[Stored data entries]

■ ■ ■

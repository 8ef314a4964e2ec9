//! Description of a museum search endpoint.

use serde_json::Value;
use url::Url;

use super::ProxyError;
use crate::models::{RawSearchResult, SearchParams};
use crate::utils::extract_path;

/// Query parameter names a backend uses for each normalized parameter.
///
/// `None` means the backend has no such parameter and it is never sent.
#[derive(Debug, Clone, PartialEq, Eq)]
pub struct ParamNames {
    pub search_term: String,
    pub strict_item: String,
    pub id_filter: String,
    pub page: String,
    pub page_size: String,
    pub random_order: Option<String>,
    pub image_only: Option<String>,
}

/// Everything a proxy needs to call one backend's search API.
#[derive(Debug, Clone, PartialEq, Eq)]
pub struct ApiEndpoint {
    /// Backend identifier, used as the proxy name.
    pub name: String,
    pub search_url: String,
    pub params: ParamNames,
    /// Dot-path to the total match count in the response.
    pub count_path: String,
    /// Dot-path to the records array in the response.
    pub records_path: String,
    /// Largest page number the backend accepts.
    pub max_page: u32,
    pub supports_random_order: bool,
}

impl ApiEndpoint {
    /// Clamp a page number into the range the backend accepts.
    pub fn clamp_page(&self, page: u32) -> u32 {
        page.clamp(1, self.max_page.max(1))
    }

    /// Query pairs for a request, with the page already clamped.
    pub fn encode(&self, params: &SearchParams) -> Vec<(String, String)> {
        let names = &self.params;
        let mut query = Vec::new();

        if let Some(ref term) = params.search_term {
            query.push((names.search_term.clone(), term.clone()));
        }
        if let Some(ref item) = params.strict_item {
            query.push((names.strict_item.clone(), item.clone()));
        }
        if let Some(ref id) = params.id_filter {
            query.push((names.id_filter.clone(), id.clone()));
        }
        query.push((names.page.clone(), self.clamp_page(params.page).to_string()));
        query.push((names.page_size.clone(), params.page_size.max(1).to_string()));

        if params.random_order {
            if let Some(ref name) = names.random_order {
                query.push((name.clone(), "1".to_string()));
            }
        }
        if params.image_only {
            if let Some(ref name) = names.image_only {
                query.push((name.clone(), "1".to_string()));
            }
        }

        query
    }

    /// Full request URL for a search.
    pub fn request_url(&self, params: &SearchParams) -> Result<Url, ProxyError> {
        Url::parse_with_params(&self.search_url, self.encode(params))
            .map_err(|e| ProxyError::Config(format!("invalid search URL '{}': {}", self.search_url, e)))
    }

    /// Pull the match count and records out of a decoded payload.
    pub fn decode(&self, payload: &Value) -> RawSearchResult {
        RawSearchResult {
            record_count: extract_path(payload, &self.count_path).as_u64(),
            records: extract_path(payload, &self.records_path)
                .as_array()
                .cloned(),
        }
    }
}
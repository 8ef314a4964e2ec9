//! Rate limiting for museum API requests.
//!
//! Adaptive per-host spacing: a base delay between requests, exponential
//! backoff on rate limit responses, and gradual recovery afterwards.

mod config;
mod limiter;

pub use config::{HostStats, RateLimitConfig};
pub use limiter::RateLimiter;

use std::time::Duration;

/// Parse Retry-After header value (seconds).
/// Returns duration to wait, or None if header is missing/invalid.
pub fn parse_retry_after(header_value: Option<&str>) -> Option<Duration> {
    let value = header_value?;
    value
        .trim()
        .parse::<u64>()
        .ok()
        .map(|secs| Duration::from_secs(secs.min(60)))
}
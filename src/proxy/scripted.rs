//! In-memory proxy that replays canned responses.
//!
//! Useful for offline runs and for exercising the acquisition protocol
//! without a network.

use std::collections::VecDeque;
use std::sync::Mutex;

use async_trait::async_trait;

use super::{ProxyError, RequestProxy};
use crate::models::{RawSearchResult, SearchParams};

type Reply = Result<RawSearchResult, ProxyError>;

/// Proxy returning queued replies in order and recording every request.
///
/// Once the queue is drained every call returns the fallback reply.
pub struct ScriptedProxy {
    replies: Mutex<VecDeque<Reply>>,
    fallback: Reply,
    requests: Mutex<Vec<SearchParams>>,
}

impl ScriptedProxy {
    /// Empty script; calls fail with an HTTP error once drained.
    pub fn new() -> Self {
        Self {
            replies: Mutex::new(VecDeque::new()),
            fallback: Err(ProxyError::Http("no scripted reply".to_string())),
            requests: Mutex::new(Vec::new()),
        }
    }

    /// Proxy whose every call fails with `message`.
    pub fn always_failing(message: &str) -> Self {
        Self {
            fallback: Err(ProxyError::Http(message.to_string())),
            ..Self::new()
        }
    }

    /// Queue a successful reply.
    pub fn push_ok(&self, result: RawSearchResult) -> &Self {
        self.push(Ok(result))
    }

    /// Queue a failed reply.
    pub fn push_err(&self, error: ProxyError) -> &Self {
        self.push(Err(error))
    }

    fn push(&self, reply: Reply) -> &Self {
        self.replies
            .lock()
            .unwrap_or_else(|e| e.into_inner())
            .push_back(reply);
        self
    }

    /// Requests received so far, in order.
    pub fn requests(&self) -> Vec<SearchParams> {
        self.requests
            .lock()
            .unwrap_or_else(|e| e.into_inner())
            .clone()
    }

    pub fn call_count(&self) -> usize {
        self.requests.lock().unwrap_or_else(|e| e.into_inner()).len()
    }
}

impl Default for ScriptedProxy {
    fn default() -> Self {
        Self::new()
    }
}

#[async_trait]
impl RequestProxy for ScriptedProxy {
    fn name(&self) -> &str {
        "scripted"
    }

    async fn search(&self, params: &SearchParams) -> Result<RawSearchResult, ProxyError> {
        self.requests
            .lock()
            .unwrap_or_else(|e| e.into_inner())
            .push(params.clone());

        // Yield so callers observe a real suspension point
        tokio::task::yield_now().await;

        self.replies
            .lock()
            .unwrap_or_else(|e| e.into_inner())
            .pop_front()
            .unwrap_or_else(|| self.fallback.clone())
    }
}
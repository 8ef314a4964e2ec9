//! Adaptive per-host rate limiter.

use std::collections::HashMap;
use std::sync::Arc;
use std::time::{Duration, Instant};

use tokio::sync::Mutex;
use tracing::{debug, info, warn};
use url::Url;

use super::config::{HostStats, RateLimitConfig};

/// Internal state for a host.
#[derive(Debug)]
struct HostState {
    current_delay: Duration,
    /// When the most recently granted request may start.
    next_slot: Option<Instant>,
    consecutive_successes: u32,
    in_backoff: bool,
    total_requests: u64,
    rate_limit_hits: u64,
}

impl HostState {
    fn new(base_delay: Duration) -> Self {
        Self {
            current_delay: base_delay,
            next_slot: None,
            consecutive_successes: 0,
            in_backoff: false,
            total_requests: 0,
            rate_limit_hits: 0,
        }
    }

    fn stats(&self) -> HostStats {
        HostStats {
            current_delay: self.current_delay,
            in_backoff: self.in_backoff,
            total_requests: self.total_requests,
            rate_limit_hits: self.rate_limit_hits,
        }
    }
}

/// Adaptive rate limiter that tracks per-host request timing.
///
/// - Exponential backoff on rate limit responses (429, 503)
/// - Gradual recovery after consecutive successes
#[derive(Clone)]
pub struct RateLimiter {
    hosts: Arc<Mutex<HashMap<String, HostState>>>,
    config: RateLimitConfig,
}

impl RateLimiter {
    /// Create a new rate limiter with default config.
    pub fn new() -> Self {
        Self::with_config(RateLimitConfig::default())
    }

    /// Create a new rate limiter with custom config.
    pub fn with_config(config: RateLimitConfig) -> Self {
        Self {
            hosts: Arc::new(Mutex::new(HashMap::new())),
            config,
        }
    }

    /// Extract host from URL.
    pub fn extract_host(url: &str) -> Option<String> {
        Url::parse(url)
            .ok()
            .and_then(|u| u.host_str().map(|s| s.to_string()))
    }

    /// Reserve the next request slot for the host and wait until it opens.
    /// Returns the host name if the URL had one.
    pub async fn acquire(&self, url: &str) -> Option<String> {
        let host = Self::extract_host(url)?;

        let wait = {
            let mut hosts = self.hosts.lock().await;
            let state = hosts
                .entry(host.clone())
                .or_insert_with(|| HostState::new(self.config.base_delay));

            let now = Instant::now();
            let start = match state.next_slot {
                Some(slot) if slot > now => slot,
                _ => now,
            };
            state.next_slot = Some(start + state.current_delay);
            state.total_requests += 1;
            start - now
        };

        if wait > Duration::ZERO {
            debug!("Rate limiting {}: waiting {:?}", host, wait);
            tokio::time::sleep(wait).await;
        }
        Some(host)
    }

    /// Report a successful request - may decrease delay.
    pub async fn report_success(&self, host: &str) {
        let mut hosts = self.hosts.lock().await;
        let Some(state) = hosts.get_mut(host) else {
            return;
        };

        state.consecutive_successes += 1;

        // Recover from backoff after threshold successes
        if state.in_backoff && state.consecutive_successes >= self.config.recovery_threshold {
            let reduced = state.current_delay.mul_f64(self.config.recovery_multiplier);
            if reduced <= self.config.base_delay {
                state.in_backoff = false;
                state.current_delay = self.config.base_delay;
                info!("Host {} recovered from rate limit backoff", host);
            } else {
                state.current_delay = reduced;
                debug!("Host {} delay reduced to {:?}", host, state.current_delay);
            }
            state.consecutive_successes = 0;
        }
    }

    /// Report a rate limit hit (429 or 503) - increases delay.
    ///
    /// A `retry_after` from the server pushes the next slot out at least that far.
    pub async fn report_rate_limit(
        &self,
        host: &str,
        status_code: u16,
        retry_after: Option<Duration>,
    ) {
        let mut hosts = self.hosts.lock().await;
        let state = hosts
            .entry(host.to_string())
            .or_insert_with(|| HostState::new(self.config.base_delay));

        state.rate_limit_hits += 1;
        state.consecutive_successes = 0;
        state.in_backoff = true;
        state.current_delay = state
            .current_delay
            .mul_f64(self.config.backoff_multiplier)
            .min(self.config.max_delay);

        if let Some(retry_after) = retry_after {
            let earliest = Instant::now() + retry_after;
            if !matches!(state.next_slot, Some(slot) if slot >= earliest) {
                state.next_slot = Some(earliest);
            }
        }

        warn!(
            "Rate limited by {} (HTTP {}), backing off to {:?}",
            host, status_code, state.current_delay
        );
    }

    /// Get statistics for a host.
    pub async fn stats(&self, host: &str) -> Option<HostStats> {
        let hosts = self.hosts.lock().await;
        hosts.get(host).map(HostState::stats)
    }
}

impl Default for RateLimiter {
    fn default() -> Self {
        Self::new()
    }
}

#[cfg(test)]
mod tests {
    use super::*;

    fn limiter(base_ms: u64) -> RateLimiter {
        RateLimiter::with_config(RateLimitConfig {
            base_delay: Duration::from_millis(base_ms),
            max_delay: Duration::from_millis(base_ms * 8),
            recovery_threshold: 2,
            ..Default::default()
        })
    }

    #[test]
    fn test_extract_host() {
        assert_eq!(
            RateLimiter::extract_host("https://api.vam.ac.uk/v2/objects/search?q=x"),
            Some("api.vam.ac.uk".to_string())
        );
        assert_eq!(RateLimiter::extract_host("not a url"), None);
    }

    #[tokio::test]
    async fn test_first_acquire_is_immediate() {
        let limiter = limiter(200);
        let start = Instant::now();
        assert_eq!(
            limiter.acquire("https://example.com/a").await.as_deref(),
            Some("example.com")
        );
        assert!(start.elapsed() < Duration::from_millis(100));
    }

    #[tokio::test]
    async fn test_second_acquire_waits() {
        let limiter = limiter(50);
        limiter.acquire("https://example.com/a").await;
        let start = Instant::now();
        limiter.acquire("https://example.com/b").await;
        assert!(start.elapsed() >= Duration::from_millis(40));

        let stats = limiter.stats("example.com").await.unwrap();
        assert_eq!(stats.total_requests, 2);
    }

    #[tokio::test]
    async fn test_backoff_and_recovery() {
        let limiter = limiter(10);
        limiter.acquire("https://example.com/").await;

        limiter.report_rate_limit("example.com", 429, None).await;
        limiter.report_rate_limit("example.com", 429, None).await;
        limiter.report_rate_limit("example.com", 503, None).await;
        limiter.report_rate_limit("example.com", 503, None).await;

        let stats = limiter.stats("example.com").await.unwrap();
        assert!(stats.in_backoff);
        assert_eq!(stats.rate_limit_hits, 4);
        // Capped at max_delay
        assert_eq!(stats.current_delay, Duration::from_millis(80));

        for _ in 0..40 {
            limiter.report_success("example.com").await;
        }
        let stats = limiter.stats("example.com").await.unwrap();
        assert!(!stats.in_backoff);
        assert_eq!(stats.current_delay, Duration::from_millis(10));
    }

    #[tokio::test]
    async fn test_success_for_unknown_host_is_noop() {
        let limiter = limiter(10);
        limiter.report_success("nowhere.example").await;
        assert!(limiter.stats("nowhere.example").await.is_none());
    }
}
//! CLI parser and command dispatch.

mod config_cmd;
mod history;
mod random;
mod search;
mod show;
mod terms;

use std::path::PathBuf;

use clap::{Parser, Subcommand};

use curio::config::{load_settings_with_options, LoadOptions};

#[derive(Parser)]
#[command(name = "curio")]
#[command(about = "Fetch a random object from a museum collection")]
#[command(version)]
pub struct Cli {
    /// Config file path (overrides auto-discovery)
    #[arg(short, long, global = true)]
    config: Option<PathBuf>,

    /// Data directory (overrides config file)
    #[arg(long, global = true, env = "CURIO_DATA")]
    data: Option<PathBuf>,

    /// Keep history and settings in memory for this run only
    #[arg(long, global = true)]
    ephemeral: bool,

    /// Enable verbose logging
    #[arg(short, long, global = true)]
    pub verbose: bool,

    #[command(subcommand)]
    command: Commands,
}

/// Check if verbose mode is enabled (for early logging setup).
pub fn is_verbose() -> bool {
    std::env::args().any(|arg| arg == "-v" || arg == "--verbose")
}

#[derive(Subcommand)]
enum Commands {
    /// Fetch a random object and add it to the history
    Random {
        /// Print the record as JSON
        #[arg(long)]
        json: bool,
    },

    /// Look up an object by identifier
    Show {
        /// Object identifier (e.g., O1138364)
        id: String,
        /// Print the record as JSON
        #[arg(long)]
        json: bool,
    },

    /// Run a single search and summarize the page
    Search {
        term: String,
        /// Page number (1-based)
        #[arg(short, long, default_value = "1")]
        page: u32,
        /// Results per page
        #[arg(long, default_value = "10")]
        page_size: u32,
        /// Match the term against the object name only
        #[arg(long)]
        strict: bool,
    },

    /// Viewing history
    History {
        #[command(subcommand)]
        command: HistoryCommands,
    },

    /// Search term settings
    Terms {
        #[command(subcommand)]
        command: TermsCommands,
    },

    /// Configuration
    Config {
        #[command(subcommand)]
        command: ConfigCommands,
    },
}

#[derive(Subcommand)]
enum HistoryCommands {
    /// List recently viewed objects
    List {
        /// Print entries as JSON
        #[arg(long)]
        json: bool,
    },
    /// Remove all history entries
    Clear,
}

#[derive(Subcommand)]
enum TermsCommands {
    /// Show the active search terms
    Show,
    /// Replace the search terms (comma-separated)
    Set {
        terms: String,
        /// Match terms against the object name only
        #[arg(long)]
        strict: bool,
    },
    /// Drop saved terms and use the config file or built-in list
    Reset,
}

#[derive(Subcommand)]
enum ConfigCommands {
    /// Show resolved settings
    Show,
}

/// Run the CLI.
pub async fn run() -> anyhow::Result<()> {
    let cli = Cli::parse();

    let options = LoadOptions {
        config_path: cli.config,
        data: cli.data,
        ephemeral: cli.ephemeral,
    };
    let (settings, config) = load_settings_with_options(options).await;

    match cli.command {
        Commands::Random { json } => random::cmd_random(&settings, json).await,
        Commands::Show { id, json } => show::cmd_show(&settings, &id, json).await,
        Commands::Search {
            term,
            page,
            page_size,
            strict,
        } => search::cmd_search(&settings, &term, page, page_size, strict).await,
        Commands::History { command } => match command {
            HistoryCommands::List { json } => history::cmd_history_list(&settings, json).await,
            HistoryCommands::Clear => history::cmd_history_clear(&settings).await,
        },
        Commands::Terms { command } => match command {
            TermsCommands::Show => terms::cmd_terms_show(&settings).await,
            TermsCommands::Set { terms, strict } => {
                terms::cmd_terms_set(&settings, &terms, strict).await
            }
            TermsCommands::Reset => terms::cmd_terms_reset(&settings).await,
        },
        Commands::Config { command } => match command {
            ConfigCommands::Show => config_cmd::cmd_config_show(&settings, &config),
        },
    }
}
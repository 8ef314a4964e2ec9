//! Viewing history entries.

use chrono::{DateTime, TimeZone, Utc};
use serde::{Deserialize, Deserializer, Serialize};
use serde_json::Value;

use super::ObjectRecord;

/// Older persisted shapes used these names; `(legacy, canonical)`.
const LEGACY_ALIASES: &[(&str, &str)] = &[
    ("systemNumber", "id"),
    ("objectNumber", "id"),
    ("vaCollectionsUrl", "collectionUrl"),
];

/// Reduced projection of an [`ObjectRecord`] kept in the history list.
#[derive(Debug, Clone, PartialEq, Eq, Serialize, Deserialize)]
#[serde(rename_all = "camelCase")]
pub struct HistoryEntry {
    pub id: String,
    #[serde(default)]
    pub title: String,
    #[serde(default)]
    pub maker: String,
    #[serde(default)]
    pub date: String,
    #[serde(default)]
    pub image_url: String,
    #[serde(default)]
    pub collection_url: String,
    #[serde(default = "epoch", deserialize_with = "deserialize_viewed_at")]
    pub viewed_at: DateTime<Utc>,
}

impl HistoryEntry {
    /// Project a record into a history entry viewed at `viewed_at`.
    pub fn from_record(record: &ObjectRecord, viewed_at: DateTime<Utc>) -> Self {
        Self {
            id: record.id.clone(),
            title: record.title.clone(),
            maker: record.maker.clone(),
            date: record.date.clone(),
            image_url: record.image_url.clone(),
            collection_url: record.collection_url.clone(),
            viewed_at,
        }
    }

    /// Parse one persisted entry, mapping legacy field names first.
    ///
    /// Canonical fields win when both a legacy and a canonical name are present.
    /// Returns `None` for values that are not objects or lack an id.
    pub fn from_persisted(value: &Value) -> Option<Self> {
        let mut map = value.as_object()?.clone();

        for (legacy, canonical) in LEGACY_ALIASES {
            match map.remove(*legacy) {
                Some(v) if !map.contains_key(*canonical) => {
                    map.insert(canonical.to_string(), v);
                }
                _ => {}
            }
        }

        // Legacy ids were sometimes stored as numbers
        if let Some(Value::Number(n)) = map.get("id") {
            let id = n.to_string();
            map.insert("id".to_string(), Value::String(id));
        }

        let entry: Self = serde_json::from_value(Value::Object(map)).ok()?;
        if entry.id.is_empty() {
            return None;
        }
        Some(entry)
    }
}

fn epoch() -> DateTime<Utc> {
    DateTime::UNIX_EPOCH
}

/// Accept either an RFC 3339 string or a millisecond Unix timestamp.
fn deserialize_viewed_at<'de, D>(deserializer: D) -> Result<DateTime<Utc>, D::Error>
where
    D: Deserializer<'de>,
{
    let value = Value::deserialize(deserializer)?;
    let parsed = match &value {
        Value::String(s) => DateTime::parse_from_rfc3339(s)
            .map(|dt| dt.with_timezone(&Utc))
            .ok(),
        Value::Number(n) => n
            .as_i64()
            .and_then(|ms| Utc.timestamp_millis_opt(ms).single()),
        _ => None,
    };
    Ok(parsed.unwrap_or(DateTime::UNIX_EPOCH))
}
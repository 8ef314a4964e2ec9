//! Museum API clients.
//!
//! A [`MuseumApiClient`] turns the acquisition protocol into requests
//! against one museum's search API. Backends supply the endpoint
//! description, record normalization and URL builders; request sequencing
//! is shared.

mod budget;
mod error;
mod protocol;
mod vam;

use std::sync::Arc;

use async_trait::async_trait;
use serde::{Deserialize, Serialize};
use serde_json::Value;

pub use budget::AttemptBudget;
pub use error::{AcquisitionError, ErrorKind};
pub use protocol::page_for_offset;
pub use vam::VamClient;

use crate::config::{ConfigError, SearchConfiguration, Settings};
use crate::models::{ObjectRecord, RawSearchResult};
use crate::proxy::{ApiEndpoint, RequestProxy};
use crate::terms::SearchTermProvider;

/// Backend used when none is configured.
pub const DEFAULT_MUSEUM: &str = "vam";

/// Known backend identifiers.
pub const MUSEUMS: &[&str] = &[vam::MUSEUM_ID];

/// How a random object is obtained.
#[derive(Debug, Clone, Copy, Default, PartialEq, Eq, Serialize, Deserialize)]
#[serde(rename_all = "kebab-case")]
pub enum AcquisitionStrategy {
    /// Native randomization when the backend supports it, else count-then-offset.
    #[default]
    Auto,
    /// Single request with the backend's random-order flag.
    Native,
    /// Count probe followed by a fetch at a random offset.
    #[serde(rename = "count-offset", alias = "count-then-offset")]
    CountThenOffset,
}

impl AcquisitionStrategy {
    /// Resolve to a concrete strategy for `endpoint`.
    ///
    /// Never returns `Auto`. `Native` on a backend without random ordering
    /// falls back to count-then-offset.
    pub fn resolve(self, endpoint: &ApiEndpoint) -> Self {
        match self {
            Self::CountThenOffset => Self::CountThenOffset,
            Self::Auto | Self::Native if endpoint.supports_random_order => Self::Native,
            Self::Native => {
                tracing::warn!(
                    "{} has no random ordering, using count-then-offset",
                    endpoint.name
                );
                Self::CountThenOffset
            }
            Self::Auto => Self::CountThenOffset,
        }
    }

    pub fn as_str(&self) -> &'static str {
        match self {
            Self::Auto => "auto",
            Self::Native => "native",
            Self::CountThenOffset => "count-offset",
        }
    }
}

impl std::str::FromStr for AcquisitionStrategy {
    type Err = String;

    fn from_str(s: &str) -> Result<Self, Self::Err> {
        match s.to_lowercase().as_str() {
            "auto" => Ok(Self::Auto),
            "native" => Ok(Self::Native),
            "count-offset" | "count-then-offset" => Ok(Self::CountThenOffset),
            other => Err(format!("unknown strategy '{}'", other)),
        }
    }
}

/// Tunables for the acquisition protocol.
#[derive(Debug, Clone, PartialEq, Eq)]
pub struct ClientOptions {
    /// Page size for offset fetches.
    pub page_size: u32,
    pub strategy: AcquisitionStrategy,
    /// Restrict searches to objects with images.
    pub image_only: bool,
}

impl Default for ClientOptions {
    fn default() -> Self {
        Self {
            page_size: 2,
            strategy: AcquisitionStrategy::Auto,
            image_only: true,
        }
    }
}

impl From<&Settings> for ClientOptions {
    fn from(settings: &Settings) -> Self {
        Self {
            page_size: settings.page_size.max(1),
            strategy: settings.strategy,
            image_only: settings.image_only,
        }
    }
}

/// Client for one museum's collection search API.
#[async_trait]
pub trait MuseumApiClient: Send + Sync {
    /// Backend identifier (e.g., "vam").
    fn id(&self) -> &str;

    /// Endpoint description used by the HTTP proxy.
    fn endpoint(&self) -> &ApiEndpoint;

    fn proxy(&self) -> &dyn RequestProxy;

    fn terms(&self) -> &SearchTermProvider;

    fn options(&self) -> &ClientOptions;

    /// Map one raw API record onto the canonical shape.
    ///
    /// Never fails: missing fields become empty strings or `None`.
    fn normalize(&self, raw: &Value) -> ObjectRecord;

    /// Display image URL for an image identifier.
    fn build_image_url(&self, image_id: &str) -> String;

    /// Public permalink for an object identifier.
    fn build_object_url(&self, id: &str) -> String;

    /// Install a search configuration; empty means the built-in terms.
    fn initialize(&self, config: SearchConfiguration) {
        self.terms().configure(config.terms, config.strict);
    }

    /// Plain search, outside any attempt budget.
    async fn search(
        &self,
        term: &str,
        page: u32,
        page_size: u32,
    ) -> Result<RawSearchResult, AcquisitionError> {
        protocol::search(self, term, page, page_size).await
    }

    /// Fetch the object at a zero-based offset in `term`'s result set.
    async fn fetch_by_offset(
        &self,
        term: &str,
        offset: u64,
        budget: &mut AttemptBudget,
    ) -> Result<ObjectRecord, AcquisitionError> {
        protocol::fetch_by_offset(self, term, offset, budget).await
    }

    /// Look up one object by identifier.
    async fn fetch_by_id(&self, id: &str) -> Result<ObjectRecord, AcquisitionError> {
        protocol::fetch_by_id(self, id).await
    }

    /// One pass of the acquisition protocol for `term`.
    async fn attempt_random(
        &self,
        term: &str,
        budget: &mut AttemptBudget,
    ) -> Result<ObjectRecord, AcquisitionError> {
        protocol::attempt_random(self, term, budget).await
    }

    /// Acquire a random object, rotating terms until `budget` runs out.
    async fn get_random_object(
        &self,
        budget: &mut AttemptBudget,
    ) -> Result<ObjectRecord, AcquisitionError> {
        crate::acquisition::acquire_with_rotation(self, budget).await
    }
}

/// Endpoint description for a backend.
pub fn endpoint_for(museum: &str) -> Result<ApiEndpoint, ConfigError> {
    match museum {
        vam::MUSEUM_ID => Ok(VamClient::api_endpoint()),
        other => Err(ConfigError::UnknownMuseum(other.to_string())),
    }
}

/// Create the client for a backend.
pub fn create_client(
    museum: &str,
    proxy: Arc<dyn RequestProxy>,
    options: ClientOptions,
) -> Result<Arc<dyn MuseumApiClient>, ConfigError> {
    match museum {
        vam::MUSEUM_ID => Ok(Arc::new(VamClient::new(proxy).with_options(options))),
        other => Err(ConfigError::UnknownMuseum(other.to_string())),
    }
}

#[cfg(test)]
mod tests {
    use super::*;
    use crate::proxy::ScriptedProxy;

    #[test]
    fn test_factory() {
        let proxy = Arc::new(ScriptedProxy::new());
        let client = create_client("vam", proxy.clone(), ClientOptions::default()).unwrap();
        assert_eq!(client.id(), "vam");

        let err = create_client("louvre", proxy, ClientOptions::default()).err();
        assert!(matches!(err, Some(ConfigError::UnknownMuseum(ref m)) if m == "louvre"));
        assert!(endpoint_for("louvre").is_err());
    }

    #[test]
    fn test_strategy_resolution() {
        let mut endpoint = endpoint_for(DEFAULT_MUSEUM).unwrap();
        endpoint.supports_random_order = true;
        assert_eq!(
            AcquisitionStrategy::Auto.resolve(&endpoint),
            AcquisitionStrategy::Native
        );
        assert_eq!(
            AcquisitionStrategy::CountThenOffset.resolve(&endpoint),
            AcquisitionStrategy::CountThenOffset
        );

        endpoint.supports_random_order = false;
        assert_eq!(
            AcquisitionStrategy::Auto.resolve(&endpoint),
            AcquisitionStrategy::CountThenOffset
        );
        assert_eq!(
            AcquisitionStrategy::Native.resolve(&endpoint),
            AcquisitionStrategy::CountThenOffset
        );
    }

    #[test]
    fn test_strategy_parse() {
        assert_eq!("native".parse::<AcquisitionStrategy>(), Ok(AcquisitionStrategy::Native));
        assert_eq!(
            "count-then-offset".parse::<AcquisitionStrategy>(),
            Ok(AcquisitionStrategy::CountThenOffset)
        );
        assert!("sometimes".parse::<AcquisitionStrategy>().is_err());
        assert_eq!(
            serde_json::to_string(&AcquisitionStrategy::CountThenOffset).unwrap(),
            "\"count-offset\""
        );
    }
}
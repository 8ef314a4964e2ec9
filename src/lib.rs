//! Curio - random museum object acquisition.
//!
//! Picks a random object from a museum collection's public search API,
//! normalizes it into an [`ObjectRecord`], and keeps a bounded,
//! deduplicated viewing history.

pub mod acquisition;
pub mod config;
pub mod history;
pub mod models;
pub mod museum;
pub mod proxy;
pub mod rate_limit;
pub mod storage;
pub mod terms;
pub mod utils;

pub use acquisition::{AcquireOutcome, AcquisitionController, AcquisitionEvent};
pub use history::HistoryStore;
pub use models::{HistoryEntry, ObjectRecord};
pub use museum::{AcquisitionError, MuseumApiClient};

■ ■ ■

### Work instruction
Show a copy of each line from the records above in which the string "based" occurs.

### Output
        /// Page number (1-based)
    /// Fetch the object at a zero-based offset in `term`'s result set.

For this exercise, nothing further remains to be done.